From 2f3a2bce7756efe75cd8aaf5066b599b4c49bbdc Mon Sep 17 00:00:00 2001
From: Aaron Rainbolt <arraybolt3@ubuntu.com>
Date: Fri, 20 Dec 2024 11:04:22 -0600
Subject: [PATCH] Add warning about using non-sysmaint accounts in sysmaint
 mode

---
 usr/libexec/security-misc/pam-info | 9 ++++++++-
 1 file changed, 8 insertions(+), 1 deletion(-)

diff --git a/usr/libexec/security-misc/pam-info b/usr/libexec/security-misc/pam-info
index 382e2ac..3ffad57 100755
--- a/usr/libexec/security-misc/pam-info
+++ b/usr/libexec/security-misc/pam-info
@@ -76,10 +76,17 @@ if [ "$PAM_USER" = 'sysmaint' ]; then
    sysmaint_passwd_info="$(passwd --status sysmaint 2>/dev/null)" || true
    sysmaint_lock_info="$(cut -d' ' -f2 <<< "${sysmaint_passwd_info}")"

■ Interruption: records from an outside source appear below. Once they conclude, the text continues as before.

pub mod app;
pub mod auth;
pub mod config;
pub mod error;
pub mod gql;
pub mod middleware;
pub mod routes;
pub mod services;
pub mod standings;
pub mod state;

pub use state::AppState;
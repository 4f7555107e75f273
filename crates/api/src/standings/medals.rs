use super::aggregate::{aggregate, DivisionStanding, DivisionTotals};
use super::division::DivisionSet;
use super::error::ValidationError;
use super::ranking::rank_league;
use super::record::MatchRecord;
use super::scope::{EventCategory, EventInfo, ScopeFilter};

#[derive(Debug, Clone, Copy, PartialEq)]
pub struct MedalWeights {
    pub gold: f64,
    pub silver: f64,
    pub bronze: f64,
}

impl MedalWeights {
    pub const fn new(gold: f64, silver: f64, bronze: f64) -> Self {
        Self {
            gold,
            silver,
            bronze,
        }
    }
}

#[derive(Debug, Clone, Copy, PartialEq)]
pub struct CategoryWeights {
    pub sports: MedalWeights,
    pub cultural: MedalWeights,
}

impl CategoryWeights {
    pub fn for_category(&self, category: EventCategory) -> MedalWeights {
        match category {
            EventCategory::Sports => self.sports,
            EventCategory::Cultural => self.cultural,
        }
    }
}

impl Default for CategoryWeights {
    fn default() -> Self {
        Self {
            sports: MedalWeights::new(3.0, 2.0, 1.0),
            cultural: MedalWeights::new(5.0, 3.0, 2.0),
        }
    }
}

/// Overall medal tally across completed events.
///
/// Each completed event in scope is ranked on its own league table and the top three
/// places take gold, silver and bronze. `points` is the medal count weighted by the
/// event's category. Divisions without a medal in scope get no row.
pub fn medal_table(
    events: &[EventInfo],
    matches: &[MatchRecord],
    divisions: &DivisionSet,
    weights: &CategoryWeights,
    scope: &ScopeFilter,
) -> Result<DivisionTotals, ValidationError> {
    let mut slots: Vec<Option<DivisionStanding>> = vec![None; divisions.len()];

    for event in events.iter().filter(|e| e.completed && scope.contains(&e.id)) {
        let table = aggregate(matches, divisions, |id| id == event.id)?;
        let podium = rank_league(table.into_rows());
        let w = weights.for_category(event.category);

        for placed in podium.iter().take(3) {
            let Some(index) = divisions.position(&placed.standing.division) else {
                continue;
            };
            let row = slots[index].get_or_insert_with(|| DivisionStanding::new(placed.standing.division.clone()));

            match placed.rank {
                1 => {
                    row.gold += 1;
                    row.points += w.gold;
                }
                2 => {
                    row.silver += 1;
                    row.points += w.silver;
                }
                _ => {
                    row.bronze += 1;
                    row.points += w.bronze;
                }
            }
        }
    }

    Ok(DivisionTotals::from_slots(slots))
}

    if [ "${sysmaint_lock_info}" = 'L' ]; then
-      echo "$0: ERROR: Reboot and choose 'PERSISTENT mode SYSMAINT' for system maintenance. See https://www.kicksecure.com/wiki/sysmaint"
+      echo "$0: ERROR: Reboot and choose 'PERSISTENT mode SYSMAINT' for system maintenance. See https://www.kicksecure.com/wiki/Sysmaint"
    fi
 fi
 
+kernel_cmdline="$(cat /proc/cmdline)"
+
+if [ "$PAM_USER" != 'sysmaint' ] \
+   && [[ "${kernel_cmdline}" =~ 'boot-role=sysmaint' ]]; then
+   echo "$0: WARNING: Reboot and choose 'PERSISTENT mode USER' for normal work. See https://www.kicksecure.com/wiki/Sysmaint"
+fi
+
 ## https://forums.whonix.org/t/how-strong-do-linux-user-account-passwords-have-to-be-when-using-full-disk-encryption-fde-too/7698
 
 ## Does not work (yet) for login, pam_securetty runs before and aborts.